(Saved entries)
....

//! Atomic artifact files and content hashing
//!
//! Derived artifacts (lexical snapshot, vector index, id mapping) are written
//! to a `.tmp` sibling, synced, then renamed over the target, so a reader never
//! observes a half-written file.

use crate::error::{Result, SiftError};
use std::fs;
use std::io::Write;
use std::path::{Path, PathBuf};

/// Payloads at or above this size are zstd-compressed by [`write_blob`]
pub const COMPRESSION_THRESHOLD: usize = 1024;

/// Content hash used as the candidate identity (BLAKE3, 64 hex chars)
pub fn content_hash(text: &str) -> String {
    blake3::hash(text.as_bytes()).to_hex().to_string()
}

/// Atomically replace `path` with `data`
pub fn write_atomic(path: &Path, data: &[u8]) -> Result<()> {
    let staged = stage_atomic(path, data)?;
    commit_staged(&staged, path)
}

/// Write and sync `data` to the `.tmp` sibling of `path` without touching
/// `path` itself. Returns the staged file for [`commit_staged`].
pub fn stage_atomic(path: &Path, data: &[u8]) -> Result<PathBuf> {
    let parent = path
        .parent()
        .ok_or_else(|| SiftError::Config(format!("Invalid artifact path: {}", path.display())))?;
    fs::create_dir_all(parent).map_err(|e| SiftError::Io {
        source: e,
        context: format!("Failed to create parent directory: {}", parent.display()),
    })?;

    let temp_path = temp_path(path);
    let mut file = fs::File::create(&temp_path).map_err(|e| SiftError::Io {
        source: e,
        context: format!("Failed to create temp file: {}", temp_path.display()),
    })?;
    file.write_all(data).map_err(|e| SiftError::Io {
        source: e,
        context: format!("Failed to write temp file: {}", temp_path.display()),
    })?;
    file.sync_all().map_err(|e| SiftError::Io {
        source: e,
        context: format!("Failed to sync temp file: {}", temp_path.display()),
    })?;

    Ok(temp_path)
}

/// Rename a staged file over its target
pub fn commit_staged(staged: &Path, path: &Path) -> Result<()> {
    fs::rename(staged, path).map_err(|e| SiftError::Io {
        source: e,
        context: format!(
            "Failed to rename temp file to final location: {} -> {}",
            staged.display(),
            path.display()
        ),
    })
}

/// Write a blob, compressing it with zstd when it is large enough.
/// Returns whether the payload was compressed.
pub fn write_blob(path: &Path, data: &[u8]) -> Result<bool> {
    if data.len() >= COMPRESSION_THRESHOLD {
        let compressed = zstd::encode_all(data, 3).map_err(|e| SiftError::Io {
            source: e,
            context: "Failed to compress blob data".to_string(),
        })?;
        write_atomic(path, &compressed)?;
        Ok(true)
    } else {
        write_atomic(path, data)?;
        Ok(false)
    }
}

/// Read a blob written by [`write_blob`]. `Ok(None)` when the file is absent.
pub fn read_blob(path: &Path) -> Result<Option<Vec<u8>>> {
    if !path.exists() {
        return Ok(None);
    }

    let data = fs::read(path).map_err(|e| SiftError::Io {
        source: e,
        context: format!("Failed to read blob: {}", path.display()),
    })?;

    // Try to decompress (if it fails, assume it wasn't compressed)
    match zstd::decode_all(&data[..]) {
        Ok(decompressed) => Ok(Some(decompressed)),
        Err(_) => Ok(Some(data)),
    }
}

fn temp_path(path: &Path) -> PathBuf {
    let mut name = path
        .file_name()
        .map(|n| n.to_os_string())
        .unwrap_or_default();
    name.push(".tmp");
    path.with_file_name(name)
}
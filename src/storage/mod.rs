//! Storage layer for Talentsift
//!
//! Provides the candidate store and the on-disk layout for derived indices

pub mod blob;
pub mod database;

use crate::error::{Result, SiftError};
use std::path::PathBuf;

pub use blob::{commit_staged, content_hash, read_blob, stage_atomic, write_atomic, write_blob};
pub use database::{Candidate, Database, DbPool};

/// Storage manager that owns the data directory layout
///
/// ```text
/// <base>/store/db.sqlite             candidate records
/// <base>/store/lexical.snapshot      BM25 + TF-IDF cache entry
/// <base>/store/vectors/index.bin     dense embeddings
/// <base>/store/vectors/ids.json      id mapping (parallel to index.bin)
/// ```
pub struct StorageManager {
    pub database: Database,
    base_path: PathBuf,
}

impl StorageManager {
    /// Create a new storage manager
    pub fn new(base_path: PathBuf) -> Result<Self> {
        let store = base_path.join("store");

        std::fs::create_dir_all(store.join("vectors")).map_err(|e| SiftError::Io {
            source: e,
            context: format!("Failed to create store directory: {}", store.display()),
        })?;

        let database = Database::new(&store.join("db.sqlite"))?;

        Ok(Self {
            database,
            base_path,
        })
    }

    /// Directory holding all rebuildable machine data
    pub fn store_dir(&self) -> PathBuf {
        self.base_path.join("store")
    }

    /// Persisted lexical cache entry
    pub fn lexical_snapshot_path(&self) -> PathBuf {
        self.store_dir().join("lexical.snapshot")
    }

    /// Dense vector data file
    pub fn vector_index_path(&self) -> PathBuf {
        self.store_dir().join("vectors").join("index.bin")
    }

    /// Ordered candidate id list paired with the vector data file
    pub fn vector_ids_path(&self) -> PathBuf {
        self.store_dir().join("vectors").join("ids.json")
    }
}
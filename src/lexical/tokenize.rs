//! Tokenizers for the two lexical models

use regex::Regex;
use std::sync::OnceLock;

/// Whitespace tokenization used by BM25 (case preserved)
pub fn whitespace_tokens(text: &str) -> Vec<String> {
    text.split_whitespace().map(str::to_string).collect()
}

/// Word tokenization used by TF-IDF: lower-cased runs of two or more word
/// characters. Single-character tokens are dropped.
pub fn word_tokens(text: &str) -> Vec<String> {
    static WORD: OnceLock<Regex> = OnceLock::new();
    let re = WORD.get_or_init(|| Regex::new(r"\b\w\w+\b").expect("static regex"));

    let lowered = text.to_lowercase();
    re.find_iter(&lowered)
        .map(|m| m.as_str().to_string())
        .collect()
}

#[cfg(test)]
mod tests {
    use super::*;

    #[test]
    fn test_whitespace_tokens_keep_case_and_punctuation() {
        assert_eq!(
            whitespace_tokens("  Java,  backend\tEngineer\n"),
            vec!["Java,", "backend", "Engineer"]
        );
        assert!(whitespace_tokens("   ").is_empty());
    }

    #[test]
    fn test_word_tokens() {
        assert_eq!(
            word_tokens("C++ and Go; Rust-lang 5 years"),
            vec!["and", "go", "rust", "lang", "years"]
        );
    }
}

....

Activity – Starting with the first line above and ending with the line that holds "pub const COMPRESSION_THRESHOLD: usize", restate each line word for word and add nothing else.

Answer to this task –
//! Atomic artifact files and content hashing
//!
//! Derived artifacts (lexical snapshot, vector index, id mapping) are written
//! to a `.tmp` sibling, synced, then renamed over the target, so a reader never
//! observes a half-written file.

use crate::error::{Result, SiftError};
use std::fs;
use std::io::Write;
use std::path::{Path, PathBuf};

/// Payloads at or above this size are zstd-compressed by [`write_blob`]
pub const COMPRESSION_THRESHOLD: usize = 1024;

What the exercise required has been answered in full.